The close cooperation of developers of such access systems with the MasterCard payment system simplifies the implementation of both technologies, as it allows for guaranteed smooth integration of the technology into the bank's existing business.
The scope of activities required for the introduction of new banking products will be determined during the implementation of specific projects. So, in the case of a card that uses the DSV code to perform operations, you will need to ensure that the number combination changes synchronously on the card and on the bank's host using the ADN algorithm. In the case of biometric cards, no global changes will be required, since the card itself is the certification center.
Cards with dynamic DSV code do not have critical restrictions on the volume of operations performed. To withdraw funds, an attacker will need not only the data, but also the card itself. Once the card has a biometric fingerprint, the cardder can use it for payments in the normal mode (operations with rolling a magnetic stripe, entering card data in online mode, etc.). In addition, in some cases, the correct reading of the biometric code may be affected by weather factors — high humidity or, for example, extremely high or low temperatures air supply. In this regard, from the point of view of reliability and security, the DSV technology has a number of serious advantages. But both versions of the cards are not protected from skimming in any way.
From the point of view of the prospects of implementing the technologies described by us, the opinions of experts differ significantly. Such cards will be able to provide a higher level of protection of funds in the segment where large amounts are stored on customers ' card accounts, which implies, on the one hand, comfortable access to large purchases, and on the other, high security of operations. Their application is also considered promising for niche projects with a small issue.
Supporters of 3D-Secure technology, which is widely used in e-commerce, are quite critical of the DSV dynamic code technology. At the same time, apologists of dynamic code technology reasonably object: there is no communication channel with the bank, as is the case in the case of transmitting the 3D-Secure identifier, in the case of DSV. This means that it will be much more difficult to intercept a dynamic code combination, as opposed to the number of available methods for intercepting SMS messages.

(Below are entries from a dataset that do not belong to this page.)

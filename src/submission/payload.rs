//! Projection of the field store into the JSON body a receiver expects.

use chrono::{DateTime, SecondsFormat, Utc};
use serde::Serialize;
use serde_json::{Map, Value};

use crate::form::store::FieldValues;
use crate::form::value::{non_blank_entries, FieldValue};

/// One step of the store → payload projection.
#[derive(Debug, Clone, PartialEq)]
pub enum PayloadRule {
    /// Copies a field under a new name. Text is trimmed, lists lose blanks.
    Copy { from: &'static str, to: &'static str },
    /// Gathers parallel text fields into one list, skipping blank ones.
    Collect {
        from: Vec<&'static str>,
        to: &'static str,
    },
    /// Copies a list field, dropping blank entries.
    FilterList { from: &'static str, to: &'static str },
    /// Explodes a delimited text field into a list of trimmed entries.
    Split {
        from: &'static str,
        to: &'static str,
        separator: char,
    },
    /// Copies a URL field, adding `https://` when no scheme was typed.
    NormalizeUrl { from: &'static str, to: &'static str },
    /// Emits a fixed value.
    Constant { to: &'static str, value: Value },
    /// Emits the submission time as RFC 3339 UTC.
    Timestamp { to: &'static str },
}

impl PayloadRule {
    pub fn copy(from: &'static str, to: &'static str) -> Self {
        PayloadRule::Copy { from, to }
    }

    /// Copies a field under its own name.
    pub fn same(key: &'static str) -> Self {
        PayloadRule::Copy { from: key, to: key }
    }

    fn apply(&self, fields: &FieldValues, now: DateTime<Utc>, body: &mut Map<String, Value>) {
        match self {
            PayloadRule::Copy { from, to } => {
                let value = match fields.get(*from) {
                    Some(FieldValue::List(items)) => string_list(non_blank_entries(items)),
                    Some(other) => Value::String(text_of(Some(other)).trim().to_string()),
                    None => Value::String(String::new()),
                };
                body.insert(to.to_string(), value);
            }
            PayloadRule::Collect { from, to } => {
                let entries: Vec<String> = from
                    .iter()
                    .map(|key| text_of(fields.get(*key)).trim())
                    .filter(|entry| !entry.is_empty())
                    .map(str::to_string)
                    .collect();
                body.insert(to.to_string(), string_list(entries));
            }
            PayloadRule::FilterList { from, to } => {
                let entries = fields
                    .get(*from)
                    .and_then(FieldValue::as_list)
                    .map(non_blank_entries)
                    .unwrap_or_default();
                body.insert(to.to_string(), string_list(entries));
            }
            PayloadRule::Split {
                from,
                to,
                separator,
            } => {
                let entries: Vec<String> = text_of(fields.get(*from))
                    .split(*separator)
                    .map(str::trim)
                    .filter(|entry| !entry.is_empty())
                    .map(str::to_string)
                    .collect();
                body.insert(to.to_string(), string_list(entries));
            }
            PayloadRule::NormalizeUrl { from, to } => {
                body.insert(
                    to.to_string(),
                    Value::String(normalize_url(text_of(fields.get(*from)))),
                );
            }
            PayloadRule::Constant { to, value } => {
                body.insert(to.to_string(), value.clone());
            }
            PayloadRule::Timestamp { to } => {
                body.insert(
                    to.to_string(),
                    Value::String(now.to_rfc3339_opts(SecondsFormat::Millis, true)),
                );
            }
        }
    }
}

/// Ordered list of [`PayloadRule`]s. Later rules overwrite earlier keys.
#[derive(Debug, Clone, Default, PartialEq)]
pub struct PayloadProjection {
    rules: Vec<PayloadRule>,
}

impl PayloadProjection {
    pub fn new(rules: Vec<PayloadRule>) -> Self {
        Self { rules }
    }

    pub fn rules(&self) -> &[PayloadRule] {
        &self.rules
    }

    /// Builds a fresh payload. Pure: the clock is passed in.
    pub fn project(&self, fields: &FieldValues, now: DateTime<Utc>) -> SubmissionPayload {
        let mut body = Map::new();
        for rule in &self.rules {
            rule.apply(fields, now, &mut body);
        }
        SubmissionPayload { body }
    }
}

/// Read-only JSON object sent to the receiving endpoint.
#[derive(Debug, Clone, PartialEq, Serialize)]
#[serde(transparent)]
pub struct SubmissionPayload {
    body: Map<String, Value>,
}

impl SubmissionPayload {
    pub fn get(&self, key: &str) -> Option<&Value> {
        self.body.get(key)
    }

    pub fn as_map(&self) -> &Map<String, Value> {
        &self.body
    }

    pub fn to_value(&self) -> Value {
        Value::Object(self.body.clone())
    }

    pub fn len(&self) -> usize {
        self.body.len()
    }

    pub fn is_empty(&self) -> bool {
        self.body.is_empty()
    }
}

fn text_of(value: Option<&FieldValue>) -> &str {
    value.and_then(FieldValue::as_text).unwrap_or("")
}

fn string_list(entries: Vec<String>) -> Value {
    Value::Array(entries.into_iter().map(Value::String).collect())
}

fn normalize_url(raw: &str) -> String {
    let trimmed = raw.trim();
    if trimmed.is_empty() {
        return String::new();
    }
    let lower = trimmed.to_ascii_lowercase();
    if lower.starts_with("http://") || lower.starts_with("https://") {
        trimmed.to_string()
    } else {
        format!("https://{}", trimmed)
    }
}

#[cfg(test)]
mod tests {
    use super::*;
    use chrono::TimeZone;
    use serde_json::json;

    fn fields(entries: &[(&str, FieldValue)]) -> FieldValues {
        entries
            .iter()
            .map(|(key, value)| (key.to_string(), value.clone()))
            .collect()
    }

    fn fixed_now() -> DateTime<Utc> {
        Utc.with_ymd_and_hms(2025, 3, 14, 9, 30, 0).unwrap()
    }

    #[test]
    fn collect_drops_blank_competitors() {
        let values = fields(&[
            ("competitor1", FieldValue::text("Acme Inc")),
            ("competitor2", FieldValue::text("")),
            ("competitor3", FieldValue::text("  ")),
        ]);
        let projection = PayloadProjection::new(vec![PayloadRule::Collect {
            from: vec!["competitor1", "competitor2", "competitor3"],
            to: "competitors",
        }]);

        let payload = projection.project(&values, fixed_now());
        assert_eq!(payload.get("competitors"), Some(&json!(["Acme Inc"])));
    }

    #[test]
    fn copy_renames_and_trims() {
        let values = fields(&[("companyName", FieldValue::text("  Acme  "))]);
        let projection = PayloadProjection::new(vec![PayloadRule::copy("companyName", "name")]);

        let payload = projection.project(&values, fixed_now());
        assert_eq!(payload.get("name"), Some(&json!("Acme")));
        assert!(payload.get("companyName").is_none());
    }

    #[test]
    fn choices_go_on_the_wire_as_bare_strings() {
        let values = fields(&[("industry", FieldValue::choice("Healthcare"))]);
        let projection = PayloadProjection::new(vec![PayloadRule::same("industry")]);

        let payload = projection.project(&values, fixed_now());
        assert_eq!(payload.to_value(), json!({"industry": "Healthcare"}));
    }

    #[test]
    fn copied_lists_lose_blank_entries() {
        let values = fields(&[(
            "proof_assets",
            FieldValue::list(["https://a.example", "", "https://b.example"]),
        )]);
        let projection = PayloadProjection::new(vec![
            PayloadRule::same("proof_assets"),
            PayloadRule::FilterList {
                from: "proof_assets",
                to: "filtered",
            },
        ]);

        let payload = projection.project(&values, fixed_now());
        let expected = json!(["https://a.example", "https://b.example"]);
        assert_eq!(payload.get("proof_assets"), Some(&expected));
        assert_eq!(payload.get("filtered"), Some(&expected));
    }

    #[test]
    fn split_explodes_comma_separated_text() {
        let values = fields(&[(
            "forbidden_phrases",
            FieldValue::text("cheap, , guaranteed results ,free"),
        )]);
        let projection = PayloadProjection::new(vec![PayloadRule::Split {
            from: "forbidden_phrases",
            to: "forbidden_phrases",
            separator: ',',
        }]);

        let payload = projection.project(&values, fixed_now());
        assert_eq!(
            payload.get("forbidden_phrases"),
            Some(&json!(["cheap", "guaranteed results", "free"]))
        );
    }

    #[test]
    fn urls_gain_a_scheme_when_missing() {
        assert_eq!(normalize_url("acme.com"), "https://acme.com");
        assert_eq!(normalize_url(" HTTP://acme.com "), "HTTP://acme.com");
        assert_eq!(normalize_url("https://acme.com"), "https://acme.com");
        assert_eq!(normalize_url("   "), "");
    }

    #[test]
    fn constants_and_timestamps_are_emitted() {
        let projection = PayloadProjection::new(vec![
            PayloadRule::Constant {
                to: "source",
                value: json!("w3-website-speed-to-lead"),
            },
            PayloadRule::Timestamp { to: "timestamp" },
        ]);

        let payload = projection.project(&FieldValues::new(), fixed_now());
        assert_eq!(payload.get("source"), Some(&json!("w3-website-speed-to-lead")));
        assert_eq!(
            payload.get("timestamp"),
            Some(&json!("2025-03-14T09:30:00.000Z"))
        );
    }

    #[test]
    fn projection_is_pure() {
        let values = fields(&[("email", FieldValue::text("a@b.co"))]);
        let projection = PayloadProjection::new(vec![PayloadRule::same("email")]);
        let first = projection.project(&values, fixed_now());
        let second = projection.project(&values, fixed_now());
        assert_eq!(first, second);
        assert_eq!(values.get("email"), Some(&FieldValue::text("a@b.co")));
    }
}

Any measure to improve the security of remote payment channels is welcome. At the same time, at this stage, the cost of a ready-made solution still limits the circle of interested parties to customers at an above-average level who regularly make multiple transactions using the card. And from the point of view of the issuing bank, the appearance of high-tech payment cards with increased security and comfort in the premium segment of the offered products will certainly create certain competitive advantages.
Summing up, we come to not too optimistic conclusions: the appearance on the domestic market of elite cards that use new security and identification technologies in the foreseeable future is quite realistic, but it will not be possible to talk about the mass market of the product taking into account the existing realities for a long time.